** Records provided follows **

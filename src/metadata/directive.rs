//! Preserve directives.
//!
//! A preserve directive is decoded from an attribute such as
//! `[PreserveDependency("Foo(System.Int32)", "MyApp.Widget")]` and keeps one named member
//! alive whenever its owner is kept. Directives are entities of their own, living in the
//! linker-private [`TableId::PreserveDirective`](crate::metadata::token::TableId) token space.

use crossbeam_skiplist::SkipMap;
use std::{fmt, sync::Arc};

use crate::metadata::token::Token;

/// A map that holds the mapping of Token to `PreserveDirective`
pub type PreserveDirectiveMap = SkipMap<Token, PreserveDirectiveRc>;
/// A reference to a `PreserveDirective`
pub type PreserveDirectiveRc = Arc<PreserveDirective>;

/// The type whose members a directive's target is looked up in.
#[derive(Debug, Clone, PartialEq, Eq, Hash)]
pub enum DirectiveScope {
    /// The type declaring the owner, or the owner itself if it is a type
    DeclaringType,
    /// An explicit type of the graph
    Type(Token),
    /// A type named by its full name, resolved through the member index
    TypeName(String),
}

impl fmt::Display for DirectiveScope {
    fn fmt(&self, f: &mut fmt::Formatter<'_>) -> fmt::Result {
        match self {
            DirectiveScope::DeclaringType => write!(f, "<declaring type>"),
            DirectiveScope::Type(token) => write!(f, "{token}"),
            DirectiveScope::TypeName(name) => write!(f, "{name}"),
        }
    }
}

/// A name-based instruction to keep a member whenever the owner is kept.
#[derive(Debug, Clone, PartialEq, Eq)]
pub struct PreserveDirective {
    /// Token
    pub token: Token,
    /// The `MethodDef` or `TypeDef` carrying the directive
    pub owner: Token,
    /// Member name to preserve
    pub target_name: String,
    /// Optional parameter list (methods) or field type (fields)
    pub signature: Option<String>,
    /// Where to look the member up
    pub scope: DirectiveScope,
    /// The custom attribute the directive was decoded from, if any
    pub attribute: Option<Token>,
}

impl PreserveDirective {
    /// Splits a combined member reference into its name and optional parameter list.
    ///
    /// # Examples
    ///
    /// ```rust
    /// use dottrim::metadata::directive::PreserveDirective;
    ///
    /// assert_eq!(PreserveDirective::parse_target("Foo"), ("Foo".to_string(), None));
    /// assert_eq!(
    ///     PreserveDirective::parse_target("Foo(System.Int32, System.String)"),
    ///     ("Foo".to_string(), Some("(System.Int32, System.String)".to_string()))
    /// );
    /// ```
    #[must_use]
    pub fn parse_target(text: &str) -> (String, Option<String>) {
        let text = text.trim();
        match text.find('(') {
            Some(open) => (
                text[..open].trim().to_string(),
                Some(text[open..].to_string()),
            ),
            None => (text.to_string(), None),
        }
    }

    /// Human readable target, `Name` or `Name(params)`.
    #[must_use]
    pub fn target(&self) -> String {
        match &self.signature {
            Some(signature) => format!("{}{}", self.target_name, signature),
            None => self.target_name.clone(),
        }
    }

    pub(crate) fn references(&self) -> impl Iterator<Item = Token> + '_ {
        let scope = match self.scope {
            DirectiveScope::Type(token) => Some(token),
            _ => None,
        };
        std::iter::once(self.owner).chain(scope).chain(self.attribute)
    }
}

#[cfg(test)]
mod tests {
    use super::*;

    #[test]
    fn test_parse_target_trims() {
        assert_eq!(
            PreserveDirective::parse_target("  Bar()  "),
            ("Bar".to_string(), Some("()".to_string()))
        );
        assert_eq!(
            PreserveDirective::parse_target("_field"),
            ("_field".to_string(), None)
        );
    }

    #[test]
    fn test_target_rendering() {
        let directive = PreserveDirective {
            token: Token::new(0x70000001),
            owner: Token::new(0x06000001),
            target_name: "Foo".to_string(),
            signature: Some("(System.Int32)".to_string()),
            scope: DirectiveScope::TypeName("MyApp.Widget".to_string()),
            attribute: None,
        };
        assert_eq!(directive.target(), "Foo(System.Int32)");
        assert_eq!(directive.scope.to_string(), "MyApp.Widget");
        assert_eq!(
            directive.references().collect::<Vec<_>>(),
            vec![Token::new(0x06000001)]
        );
    }
}
//! Method signatures as seen by the linker.
//!
//! The binary reader decodes full ECMA-335 signature blobs; the marking core only needs
//! a stable textual form to compare members by signature. Types are rendered with their
//! fully qualified names (`System.Int32`, `System.String`, `MyApp.Widget`), which is the
//! form preserve directives are written in.

use std::fmt;

/// A method signature reduced to its rendered return and parameter types.
///
/// # Examples
///
/// ```rust
/// use dottrim::metadata::signature::MethodSignature;
///
/// let sig = MethodSignature::new("System.Void", ["System.Int32", "System.String"]);
/// assert_eq!(sig.parameter_list(), "(System.Int32,System.String)");
/// assert_eq!(sig.to_string(), "System.Void(System.Int32,System.String)");
/// ```
#[derive(Debug, Clone, PartialEq, Eq, Hash, Default)]
pub struct MethodSignature {
    /// Rendered return type
    pub return_type: String,
    /// Rendered parameter types, in declaration order
    pub parameters: Vec<String>,
}

impl MethodSignature {
    /// Creates a signature from a return type and parameter types.
    pub fn new<R, I, P>(return_type: R, parameters: I) -> Self
    where
        R: Into<String>,
        I: IntoIterator<Item = P>,
        P: Into<String>,
    {
        Self {
            return_type: return_type.into(),
            parameters: parameters.into_iter().map(Into::into).collect(),
        }
    }

    /// Signature of a parameterless method returning `System.Void`.
    #[must_use]
    pub fn void() -> Self {
        Self::new("System.Void", std::iter::empty::<String>())
    }

    /// Renders the parameter list as `(p1,p2)`, without whitespace.
    ///
    /// Two methods with the same name and the same parameter list occupy the same slot;
    /// this is the key used for signature matching.
    #[must_use]
    pub fn parameter_list(&self) -> String {
        format!("({})", self.parameters.join(","))
    }
}

impl fmt::Display for MethodSignature {
    fn fmt(&self, f: &mut fmt::Formatter<'_>) -> fmt::Result {
        write!(f, "{}{}", self.return_type, self.parameter_list())
    }
}

/// Normalizes a user-written parameter list for comparison with [`MethodSignature::parameter_list`].
///
/// Whitespace is dropped and missing parentheses are added, so `"System.Int32, System.String"`
/// and `"(System.Int32,System.String)"` compare equal.
#[must_use]
pub fn normalize_parameter_list(text: &str) -> String {
    let compact: String = text.chars().filter(|c| !c.is_whitespace()).collect();
    if compact.starts_with('(') && compact.ends_with(')') {
        compact
    } else {
        format!("({compact})")
    }
}

#[cfg(test)]
mod tests {
    use super::*;

    #[test]
    fn test_void_signature() {
        let sig = MethodSignature::void();
        assert_eq!(sig.parameter_list(), "()");
        assert_eq!(sig.to_string(), "System.Void()");
    }

    #[test]
    fn test_normalize_parameter_list() {
        assert_eq!(normalize_parameter_list("()"), "()");
        assert_eq!(normalize_parameter_list(""), "()");
        assert_eq!(
            normalize_parameter_list("System.Int32, System.String"),
            "(System.Int32,System.String)"
        );
        assert_eq!(
            normalize_parameter_list(" ( System.Int32 ) "),
            "(System.Int32)"
        );
    }

    #[test]
    fn test_normalized_matches_signature() {
        let sig = MethodSignature::new("System.Boolean", ["System.Object", "System.Int64"]);
        assert_eq!(
            normalize_parameter_list("System.Object, System.Int64"),
            sig.parameter_list()
        );
    }
}
//! Why entities were marked.
//!
//! Only the first reason per entity is kept. Following `why` links from any marked entity
//! always ends at a root, which makes the reasons a spanning forest of the marked set.

use rustc_hash::{FxHashMap, FxHashSet};
use std::fmt;

use crate::{
    linker::dispatch::DispatchRule,
    metadata::{graph::EntityGraph, token::Token},
    utils::DotWriter,
};

/// The first reason an entity became reachable.
#[derive(Debug, Clone, Copy, PartialEq, Eq, Hash)]
pub enum MarkReason {
    /// Supplied by the caller
    Root,
    /// Direct dependency of another entity
    Dependency(Token),
    /// Resolved target of a preserve directive
    Directive(Token),
    /// Interface edge or implementation needed for a dispatched interface slot
    InterfaceDispatch {
        /// Instantiated type
        ty: Token,
        /// Dispatched interface slot
        slot: Token,
    },
    /// Implementation of a kept interface method on a kept edge
    EdgeCompleteness {
        /// The marked edge
        edge: Token,
    },
    /// Most derived override of a marked class slot
    VirtualOverride {
        /// Instantiated type
        ty: Token,
        /// Overridden slot
        slot: Token,
    },
    /// Override of a slot declared outside the graph
    ExternalOverride {
        /// Instantiated type
        ty: Token,
    },
}

impl MarkReason {
    /// The entity this reason points back to, if any.
    #[must_use]
    pub fn source(&self) -> Option<Token> {
        match *self {
            MarkReason::Root => None,
            MarkReason::Dependency(from) | MarkReason::Directive(from) => Some(from),
            MarkReason::InterfaceDispatch { slot, .. }
            | MarkReason::VirtualOverride { slot, .. } => Some(slot),
            MarkReason::EdgeCompleteness { edge } => Some(edge),
            MarkReason::ExternalOverride { ty } => Some(ty),
        }
    }

    /// The dispatch rule behind this reason, if any.
    #[must_use]
    pub fn rule(&self) -> Option<DispatchRule> {
        match self {
            MarkReason::InterfaceDispatch { .. } => Some(DispatchRule::InterfaceDispatch),
            MarkReason::EdgeCompleteness { .. } => Some(DispatchRule::EdgeCompleteness),
            MarkReason::VirtualOverride { .. } => Some(DispatchRule::VirtualOverride),
            MarkReason::ExternalOverride { .. } => Some(DispatchRule::ExternalOverride),
            MarkReason::Root | MarkReason::Dependency(_) | MarkReason::Directive(_) => None,
        }
    }
}

impl fmt::Display for MarkReason {
    fn fmt(&self, f: &mut fmt::Formatter<'_>) -> fmt::Result {
        match self {
            MarkReason::Root => write!(f, "root"),
            MarkReason::Dependency(from) => write!(f, "dependency of {from}"),
            MarkReason::Directive(from) => write!(f, "preserved by {from}"),
            MarkReason::InterfaceDispatch { ty, slot } => {
                write!(f, "interface dispatch of {slot} on {ty}")
            }
            MarkReason::EdgeCompleteness { edge } => write!(f, "implementation for {edge}"),
            MarkReason::VirtualOverride { ty, slot } => {
                write!(f, "override of {slot} on {ty}")
            }
            MarkReason::ExternalOverride { ty } => write!(f, "external override on {ty}"),
        }
    }
}

/// First mark reason of every reached entity.
#[derive(Debug, Default, Clone)]
pub struct MarkReasons {
    reasons: FxHashMap<Token, MarkReason>,
}

impl MarkReasons {
    /// Creates an empty record.
    #[must_use]
    pub fn new() -> Self {
        Self::default()
    }

    /// Records `reason` unless `token` already has one. Returns `true` if recorded.
    pub fn record(&mut self, token: Token, reason: MarkReason) -> bool {
        match self.reasons.entry(token) {
            std::collections::hash_map::Entry::Occupied(_) => false,
            std::collections::hash_map::Entry::Vacant(slot) => {
                slot.insert(reason);
                true
            }
        }
    }

    /// Why `token` was marked.
    #[must_use]
    pub fn why(&self, token: Token) -> Option<MarkReason> {
        self.reasons.get(&token).copied()
    }

    /// Follows reasons from `token` back to a root. The first element is `token`.
    ///
    /// Stops early (without a root) if a token has no recorded reason.
    #[must_use]
    pub fn chain(&self, token: Token) -> Vec<Token> {
        let mut chain = vec![token];
        let mut seen = FxHashSet::default();
        seen.insert(token);

        let mut current = token;
        while let Some(next) = self.why(current).and_then(|reason| reason.source()) {
            if !seen.insert(next) {
                break;
            }
            chain.push(next);
            current = next;
        }
        chain
    }

    /// Number of entities with a reason.
    #[must_use]
    pub fn len(&self) -> usize {
        self.reasons.len()
    }

    /// Returns `true` if nothing was recorded.
    #[must_use]
    pub fn is_empty(&self) -> bool {
        self.reasons.is_empty()
    }

    /// Renders the reason forest as a Graphviz digraph, edges pointing from cause to effect.
    #[must_use]
    pub fn to_dot(&self, graph: &EntityGraph) -> String {
        let mut tokens: Vec<Token> = self.reasons.keys().copied().collect();
        tokens.sort_unstable();

        let mut dot = DotWriter::new("mark reasons");
        for token in &tokens {
            dot.node(&token.to_string(), &graph.qualified_name(*token));
        }
        for token in &tokens {
            let Some(reason) = self.why(*token) else {
                continue;
            };
            if let Some(source) = reason.source() {
                let label = match reason.rule() {
                    Some(rule) => rule.to_string(),
                    None if matches!(reason, MarkReason::Directive(_)) => "preserve".to_string(),
                    None => String::new(),
                };
                let label = (!label.is_empty()).then_some(label);
                dot.edge(&source.to_string(), &token.to_string(), label.as_deref());
            }
        }
        dot.finish()
    }
}

#[cfg(test)]
mod tests {
    use super::*;
    use crate::test::{directive_scope_fixture, DirectiveScopeFixture};

    #[test]
    fn test_first_reason_wins() {
        let mut reasons = MarkReasons::new();
        let token = Token::new(0x06000001);
        assert!(reasons.record(token, MarkReason::Root));
        assert!(!reasons.record(token, MarkReason::Dependency(Token::new(0x06000002))));
        assert_eq!(reasons.why(token), Some(MarkReason::Root));
        assert_eq!(reasons.len(), 1);
    }

    #[test]
    fn test_chain_ends_at_root() {
        let root = Token::new(0x06000001);
        let directive = Token::new(0x70000001);
        let target = Token::new(0x06000002);

        let mut reasons = MarkReasons::new();
        reasons.record(root, MarkReason::Root);
        reasons.record(directive, MarkReason::Dependency(root));
        reasons.record(target, MarkReason::Directive(directive));

        assert_eq!(reasons.chain(target), vec![target, directive, root]);
        assert_eq!(reasons.chain(root), vec![root]);
    }

    #[test]
    fn test_reason_display() {
        let reason = MarkReason::VirtualOverride {
            ty: Token::new(0x02000002),
            slot: Token::new(0x06000001),
        };
        assert_eq!(reason.to_string(), "override of 0x06000001 on 0x02000002");
        assert_eq!(reason.rule(), Some(DispatchRule::VirtualOverride));
        assert_eq!(MarkReason::Root.source(), None);
    }

    #[test]
    fn test_to_dot() {
        let DirectiveScopeFixture {
            graph,
            keep,
            foo,
            directive,
            ..
        } = directive_scope_fixture();

        let mut reasons = MarkReasons::new();
        reasons.record(keep, MarkReason::Root);
        reasons.record(directive, MarkReason::Dependency(keep));
        reasons.record(foo, MarkReason::Directive(directive));

        let dot = reasons.to_dot(&graph);
        assert!(dot.starts_with("digraph \"mark reasons\" {"));
        assert!(dot.contains("[label=\"MyApp.T::Foo()\"]"));
        assert!(dot.contains(&format!("\"{directive}\" -> \"{foo}\" [label=\"preserve\"];")));
        assert!(dot.contains(&format!("\"{keep}\" -> \"{directive}\";")));
        assert!(dot.ends_with("}\n"));
    }
}
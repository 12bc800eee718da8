//! Mark state and the worklist.

use std::{collections::VecDeque, sync::Arc};

use crate::{
    linker::config::WorklistOrder,
    metadata::{index::EntityIndex, token::Token},
    utils::BitSet,
};

/// Reachability status of one entity.
#[derive(Debug, Clone, Copy, PartialEq, Eq, Hash, PartialOrd, Ord)]
pub enum MarkState {
    /// Not (yet) known to be reachable
    Unvisited,
    /// Known reachable, dependencies not yet expanded
    Queued,
    /// Reachable and expanded
    Marked,
}

/// Per-entity mark state over a graph's dense index space.
///
/// The store can only move an entity forward through
/// `Unvisited -> Queued -> Marked`; there is no way to move it back.
#[derive(Debug, Clone)]
pub struct MarkStore {
    index: Arc<EntityIndex>,
    queued: BitSet,
    marked: BitSet,
}

impl MarkStore {
    /// Creates a store in which every entity is `Unvisited`.
    #[must_use]
    pub fn new(index: Arc<EntityIndex>) -> Self {
        let capacity = index.capacity();
        Self {
            index,
            queued: BitSet::new(capacity),
            marked: BitSet::new(capacity),
        }
    }

    /// Current state of a token. Tokens outside the index are always `Unvisited`.
    #[must_use]
    pub fn state(&self, token: Token) -> MarkState {
        match self.index.index_of(token) {
            Some(position) if self.marked.contains(position) => MarkState::Marked,
            Some(position) if self.queued.contains(position) => MarkState::Queued,
            _ => MarkState::Unvisited,
        }
    }

    /// Returns `true` if the token is `Marked`.
    #[must_use]
    pub fn is_marked(&self, token: Token) -> bool {
        self.state(token) == MarkState::Marked
    }

    /// Moves an `Unvisited` entity to `Queued`. Returns `true` if the state changed.
    pub(crate) fn enqueue(&mut self, token: Token) -> bool {
        match self.index.index_of(token) {
            Some(position) => self.queued.insert(position),
            None => false,
        }
    }

    /// Moves an entity to `Marked`. Returns `true` if the state changed.
    pub(crate) fn mark(&mut self, token: Token) -> bool {
        match self.index.index_of(token) {
            Some(position) => {
                self.queued.insert(position);
                self.marked.insert(position)
            }
            None => false,
        }
    }

    /// Marked tokens in index order.
    pub fn marked(&self) -> impl Iterator<Item = Token> + '_ {
        self.marked
            .iter()
            .filter_map(|position| self.index.token_at(position))
    }

    /// Number of marked entities.
    #[must_use]
    pub fn marked_count(&self) -> usize {
        self.marked.count()
    }

    /// Number of entities still `Queued`.
    #[must_use]
    pub fn queued_count(&self) -> usize {
        self.queued.count() - self.marked.count()
    }

    /// The index this store addresses.
    #[must_use]
    pub fn entity_index(&self) -> &Arc<EntityIndex> {
        &self.index
    }

    /// Returns `true` if both stores assign the same state to every entity.
    #[must_use]
    pub fn same_marks(&self, other: &MarkStore) -> bool {
        self.index.capacity() == other.index.capacity()
            && self.marked == other.marked
            && self.queued == other.queued
    }
}

/// Queue of entities awaiting expansion.
#[derive(Debug)]
pub(crate) struct Worklist {
    order: WorklistOrder,
    items: VecDeque<Token>,
}

impl Worklist {
    pub(crate) fn new(order: WorklistOrder) -> Self {
        Self {
            order,
            items: VecDeque::new(),
        }
    }

    pub(crate) fn push(&mut self, token: Token) {
        self.items.push_back(token);
    }

    /// Removes up to `size` entities in worklist order.
    pub(crate) fn take_batch(&mut self, size: usize) -> Vec<Token> {
        let count = size.min(self.items.len());
        let mut batch = Vec::with_capacity(count);
        for _ in 0..count {
            let next = match self.order {
                WorklistOrder::Lifo => self.items.pop_back(),
                WorklistOrder::Fifo => self.items.pop_front(),
            };
            batch.extend(next);
        }
        batch
    }

    pub(crate) fn is_empty(&self) -> bool {
        self.items.is_empty()
    }
}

** End of Records provided **

**Problem statement**
A single number is required: how many lines in the material hold the word "ExternalOverride".

**Response area**
4